Tabel 2. Perbandingan faktor pembelajaran
Aplikasi CBL di Fakultas Kedokteran Universitas Udayana
Fakultas Kedokteran Udayana juga mengadopsi CBL dalam kurikulumnya.
Total sebanyak tiga kali, mahasiswa akan menerima pembelajaran melalui
komunitas, yaitu saat menempuh jenjang sarjana, jenjang kepanitraan klinik dan
saat mengikuti program praktek pra dokter. Pada saat jenjang sarjana, terdapat 2
blok CBL pada kurikulum, yaitu Community Based Practice (CBP) dan Health
System Based Practise (HSBP). Masing-masing blok berlangsung selama 4 minggu
dan 3 minggu pada saat semester 2. Luaran yang ingin dicapai pada blok CBP
adalah mahasiswa berkompetensi dalam penggunakan praktik berbasis komunitas
untuk melakukan penelitian yang meningkatkan pencegahan penyakit di
masyarakat. Tujuan instruksional yang ingin dicapai adalah: menunjukkan
kemampuan untuk menerapkan prinsip-prinsip pencegahan kesehatan berdasarkan
risiko dan faktor penentu masalah kesehatan; menunjukkan kemampuan untuk
mencari, mengatur, dan menginterpretasikan informasi / data dari berbagai sumber
untuk membantu dalam diagnostik, terapi, dan kesehatan; menunjukkan
kemampuan untuk menerapkan metode untuk menentukan faktor risiko penyakit
dan efektivitas intervensi / pengobatan / pencegahan penyakit; dan menganalisis
dan menginterpretasikan data skrining penyakit di masyarakat. Blok CBP memang
terkesan berfokus pada bagaimana cara untuk membuat penelitian berdasarkan
masalah yang ditemukan di masyarakat. Beberapa contoh learning objective yang
ingin dicapai antara lain: dapat menjelaskan definisi, persyaratan, jenis, dan aplikasi
surveillance; dapat menjelaskan desain epidemiologi, misalnya: cross-section,
case-control, dan cohort, untuk menentukan faktor risiko penyakit dan dapat
menjelaskan penerapan uji klinis untuk menentukan efektivitas intervensi,
pencegahan, dan pengobatan penyakit. Meskipun blok ini bernama Community
Based Practice, namun dalam mahasiswa tidak langsung terjun ke komunitas,
mahasiswa terlebih dahulu diajarkan bagaimana cara menggali permasalahan yang
terjadi di masyarakat dan bagaimana cara menuangkannya dalam penelitian.

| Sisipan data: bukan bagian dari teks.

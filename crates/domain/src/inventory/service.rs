//! Service for catalog maintenance.

use common::{MerchantId, ProductId};
use event_store::EventStore;

use crate::command::{CommandHandler, CommandResult};
use crate::error::DomainError;
use crate::retry::{DEFAULT_MAX_ATTEMPTS, retry_on_conflict};
use crate::values::Money;

use super::Product;

/// Registers products and adjusts their stock and price.
///
/// Reservations are not exposed here: they are staged by the settlement
/// engine in the same batch as the order they belong to.
pub struct InventoryService<S: EventStore> {
    handler: CommandHandler<S, Product>,
    max_attempts: u32,
}

impl<S: EventStore> InventoryService<S> {
    pub fn new(store: S) -> Self {
        Self {
            handler: CommandHandler::new(store),
            max_attempts: DEFAULT_MAX_ATTEMPTS,
        }
    }

    pub fn with_max_attempts(mut self, max_attempts: u32) -> Self {
        self.max_attempts = max_attempts;
        self
    }

    pub fn handler(&self) -> &CommandHandler<S, Product> {
        &self.handler
    }

    #[tracing::instrument(skip(self, name))]
    pub async fn register_product(
        &self,
        merchant_id: MerchantId,
        name: String,
        unit_price: Money,
        initial_stock: u32,
    ) -> Result<CommandResult<Product>, DomainError> {
        let product_id = ProductId::new();
        let result = self
            .handler
            .execute(product_id.into(), |product| {
                product.register(product_id, merchant_id, name, unit_price, initial_stock)
            })
            .await?;
        tracing::info!(%product_id, %merchant_id, initial_stock, "product registered");
        Ok(result)
    }

    #[tracing::instrument(skip(self))]
    pub async fn restock(
        &self,
        product_id: ProductId,
        quantity: u32,
    ) -> Result<CommandResult<Product>, DomainError> {
        self.require(product_id).await?;
        retry_on_conflict(self.max_attempts, |_| {
            self.handler
                .execute_with_snapshot(product_id.into(), move |product| product.restock(quantity))
        })
        .await
    }

    #[tracing::instrument(skip(self))]
    pub async fn reprice(
        &self,
        product_id: ProductId,
        new_price: Money,
    ) -> Result<CommandResult<Product>, DomainError> {
        self.require(product_id).await?;
        retry_on_conflict(self.max_attempts, |_| {
            self.handler
                .execute_with_snapshot(product_id.into(), move |product| product.reprice(new_price))
        })
        .await
    }

    #[tracing::instrument(skip(self))]
    pub async fn get_product(&self, product_id: ProductId) -> Result<Option<Product>, DomainError> {
        self.handler.load_existing(product_id.into()).await
    }

    async fn require(&self, product_id: ProductId) -> Result<(), DomainError> {
        match self.get_product(product_id).await? {
            Some(_) => Ok(()),
            None => Err(DomainError::not_found("Product", product_id)),
        }
    }
}

impl<S: EventStore + Clone> Clone for InventoryService<S> {
    fn clone(&self) -> Self {
        Self {
            handler: self.handler.clone(),
            max_attempts: self.max_attempts,
        }
    }
}
//! Wallet, ledger and withdrawal endpoints.
//!
//! Wallets are addressed by owner: `/wallets/{kind}/{id}` where `kind` is
//! `user`, `driver` or `merchant`. Drivers hold user wallets, so `driver`
//! and `user` name the same wallet.

use std::sync::Arc;

use axum::Json;
use axum::extract::{Path, State};
use axum::http::StatusCode;
use domain::{Money, PayoutOutcome, Transaction, Wallet, WalletOwner, Withdrawal, WithdrawalId};
use event_store::EventStore;
use serde::{Deserialize, Serialize};
use uuid::Uuid;

use crate::error::ApiError;
use crate::routes::{AppState, parse_id};

#[derive(Debug, Deserialize)]
pub struct WithdrawalRequest {
    pub amount: Money,
    pub payout_phone: String,
}

#[derive(Debug, Deserialize)]
pub struct PendingRequest {
    pub payout_reference: String,
}

#[derive(Debug, Serialize)]
pub struct WalletResponse {
    pub owner: WalletOwner,
    pub currency: String,
    pub balance: Money,
    pub transactions: Vec<Transaction>,
    pub withdrawals: Vec<Withdrawal>,
}

impl WalletResponse {
    fn new(owner: WalletOwner, wallet: &Wallet) -> Self {
        Self {
            owner,
            currency: wallet.currency().to_string(),
            balance: wallet.balance(),
            transactions: wallet.transactions().to_vec(),
            withdrawals: wallet.withdrawals().to_vec(),
        }
    }
}

fn parse_owner(kind: &str, id: &str) -> Result<WalletOwner, ApiError> {
    let uuid: Uuid = parse_id(kind, id)?;
    WalletOwner::parse(kind, uuid)
        .ok_or_else(|| ApiError::BadRequest(format!("Unknown wallet owner kind '{kind}'")))
}

/// GET /wallets/{kind}/{id}
#[tracing::instrument(skip(state))]
pub async fn get<S: EventStore + Clone + 'static>(
    State(state): State<Arc<AppState<S>>>,
    Path((kind, id)): Path<(String, String)>,
) -> Result<Json<WalletResponse>, ApiError> {
    let owner = parse_owner(&kind, &id)?;
    let wallet = state.engine.get_wallet(owner).await?;
    Ok(Json(WalletResponse::new(owner, &wallet)))
}

/// POST /wallets/{kind}/{id}/withdrawals
#[tracing::instrument(skip(state, req), fields(amount = %req.amount))]
pub async fn request_withdrawal<S: EventStore + Clone + 'static>(
    State(state): State<Arc<AppState<S>>>,
    Path((kind, id)): Path<(String, String)>,
    Json(req): Json<WithdrawalRequest>,
) -> Result<(StatusCode, Json<Withdrawal>), ApiError> {
    let owner = parse_owner(&kind, &id)?;
    let withdrawal = state
        .engine
        .request_withdrawal(owner, req.amount, &req.payout_phone)
        .await?;
    Ok((StatusCode::CREATED, Json(withdrawal)))
}

/// POST /wallets/{kind}/{id}/withdrawals/{wid}/pending: the payout was
/// handed to the provider.
#[tracing::instrument(skip(state, req))]
pub async fn mark_pending<S: EventStore + Clone + 'static>(
    State(state): State<Arc<AppState<S>>>,
    Path((kind, id, wid)): Path<(String, String, String)>,
    Json(req): Json<PendingRequest>,
) -> Result<Json<Withdrawal>, ApiError> {
    let owner = parse_owner(&kind, &id)?;
    let withdrawal_id: WithdrawalId = parse_id("withdrawal", &wid)?;
    let withdrawal = state
        .engine
        .mark_withdrawal_pending(owner, withdrawal_id, &req.payout_reference)
        .await?;
    Ok(Json(withdrawal))
}

/// POST /wallets/{kind}/{id}/withdrawals/{wid}/settle
#[tracing::instrument(skip(state, outcome))]
pub async fn settle<S: EventStore + Clone + 'static>(
    State(state): State<Arc<AppState<S>>>,
    Path((kind, id, wid)): Path<(String, String, String)>,
    Json(outcome): Json<PayoutOutcome>,
) -> Result<Json<Withdrawal>, ApiError> {
    let owner = parse_owner(&kind, &id)?;
    let withdrawal_id: WithdrawalId = parse_id("withdrawal", &wid)?;
    let withdrawal = state
        .engine
        .settle_withdrawal(owner, withdrawal_id, outcome)
        .await?;
    Ok(Json(withdrawal))
}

Blok kedua yaitu blok HSBP memiliki tujuan untuk memahami tata kelola
pelayanan kesehatan dalam sistem kesehatan primer merupakan kompetensi yang
harus dicapai mahasiswa pada blok ini. Tujuan instruksionalnya antara lain:
menunjukkan kemampuan untuk memberikan layanan kesehatan sesuai dengan
sistem kesehatan Negara; menunjukkan kemampuan untuk menerapkan konsep
manajemen untuk menyediakan pelayanan kesehatan di tingkat dasar; dan
menerapkan pendekatan pengobatan keluarga di pelayanan kesehatan primer.

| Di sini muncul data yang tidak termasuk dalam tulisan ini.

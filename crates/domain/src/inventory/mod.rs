//! Product catalog and stock reservations.

mod aggregate;
mod events;
mod service;

pub use aggregate::{Product, Reservation};
pub use events::{
    PriceChangedData, ProductEvent, ProductRegisteredData, StockReleasedData, StockReservedData,
    StockRestockedData,
};
pub use service::InventoryService;

use common::{AggregateId, ProductId};
use thiserror::Error;

use crate::values::Money;

/// Highest unit price a product may carry: 1,000,000.00.
pub const MAX_UNIT_PRICE_CENTS: i64 = 100_000_000;

/// Errors that can occur during inventory operations.
#[derive(Debug, Error)]
pub enum InventoryError {
    #[error("Product {product_id} is already registered")]
    AlreadyRegistered { product_id: ProductId },

    #[error("Product is not registered")]
    NotRegistered,

    #[error("Product name is required")]
    MissingName,

    #[error("Invalid price: {price} (must be greater than 0 and at most 1000000.00)")]
    InvalidPrice { price: Money },

    #[error("Invalid quantity: {quantity} (must be greater than 0)")]
    InvalidQuantity { quantity: u32 },

    #[error("Cannot add {added} units to {product_id}: stock of {current} would overflow")]
    StockOverflow {
        product_id: ProductId,
        current: u32,
        added: u32,
    },

    #[error("Insufficient stock for {product_id}: requested {requested}, available {available}")]
    InsufficientStock {
        product_id: ProductId,
        requested: u32,
        available: u32,
    },

    #[error("Stock of {product_id} is already reserved for order {order_id}")]
    AlreadyReserved {
        product_id: ProductId,
        order_id: AggregateId,
    },
}
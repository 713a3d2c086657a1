use thiserror::Error;

use crate::{AggregateId, Version};

/// Errors that can occur when interacting with the event store.
#[derive(Debug, Error)]
pub enum EventStoreError {
    /// The stream moved on since it was read.
    #[error(
        "Concurrency conflict for aggregate {aggregate_id}: expected version {expected}, found {actual}"
    )]
    ConcurrencyConflict {
        aggregate_id: AggregateId,
        expected: Version,
        actual: Version,
    },

    /// An envelope carried an idempotency key that is already stored.
    #[error("Idempotency key already recorded: {key}")]
    DuplicateIdempotencyKey { key: String },

    /// The batch was malformed (empty, mixed streams, non-sequential versions).
    #[error("Invalid append: {0}")]
    InvalidAppend(String),

    /// A database error occurred.
    #[error("Database error: {0}")]
    Database(#[from] sqlx::Error),

    /// A database migration error occurred.
    #[error("Migration error: {0}")]
    Migration(#[from] sqlx::migrate::MigrateError),

    /// A serialization/deserialization error occurred.
    #[error("Serialization error: {0}")]
    Serialization(#[from] serde_json::Error),
}

impl EventStoreError {
    /// Returns true when re-reading the affected streams and retrying may succeed.
    pub fn is_conflict(&self) -> bool {
        matches!(
            self,
            EventStoreError::ConcurrencyConflict { .. }
                | EventStoreError::DuplicateIdempotencyKey { .. }
        )
    }
}

/// Result type for event store operations.
pub type Result<T> = std::result::Result<T, EventStoreError>;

Beberapa learning objective yang ingin dicapai yaitu mampu menjelaskan
pentingnya penerapan sistem pelayanan kesehatan sebagai solusi masalah
kesehatan; mampu menjelaskan subsistem di Sistem Kesehatan Nasional (SKN)
termasuk: a. pelayanan kesehatan, b. pembiayaan kesehatan, c. sumber daya
manusia, d. fasilitas obat & kesehatan, e. pemberdayaan masyarakat, f. manajemen
kesehatan; mampu menjelaskan struktur layanan kesehatan primer di puskesmas;
mampu menjelaskan penerapan manajemen layanan kesehatan swasta berdasarkan
sumber daya keuangan; dan mampu menjelaskan dinamika keluarga yang
mempengaruhi status kesehatan anggota keluarga. Pada blok HSBP ini mahasiwa
turun ke komunitas dan melakukan observasi di Puskesmas. Tugas mahasiswa
meliputi mencari tahu program-program pokok yang ada di Puskesmas tujuan,
jangkauan pelayanan yang dilakukan, jumlah penduduk dalam jangkauan wilayah
Puskesmas, karakteristik wilayah kerja, bagaimana alur pasien dari mulai mendaftar
hingga mengambil obat, dan sektor-sektor apa saja yang melakukan kerjasama
dengan Puskesmas serta mempresentasikan hasilnya dan membandingkan dengan
kelompok mahasiswa lain, apa yang berbeda antara Puskesmas satu dengan lainnya
dan mengapa terjadi.
Pada saat kepanitraan klinik, mahasiswa kembali ke komunitas pada saat rotasi
di bagian Ilmu Kedokteran Komunitas-Ilmu Kedokteran Pencegahan (IKK-IKP)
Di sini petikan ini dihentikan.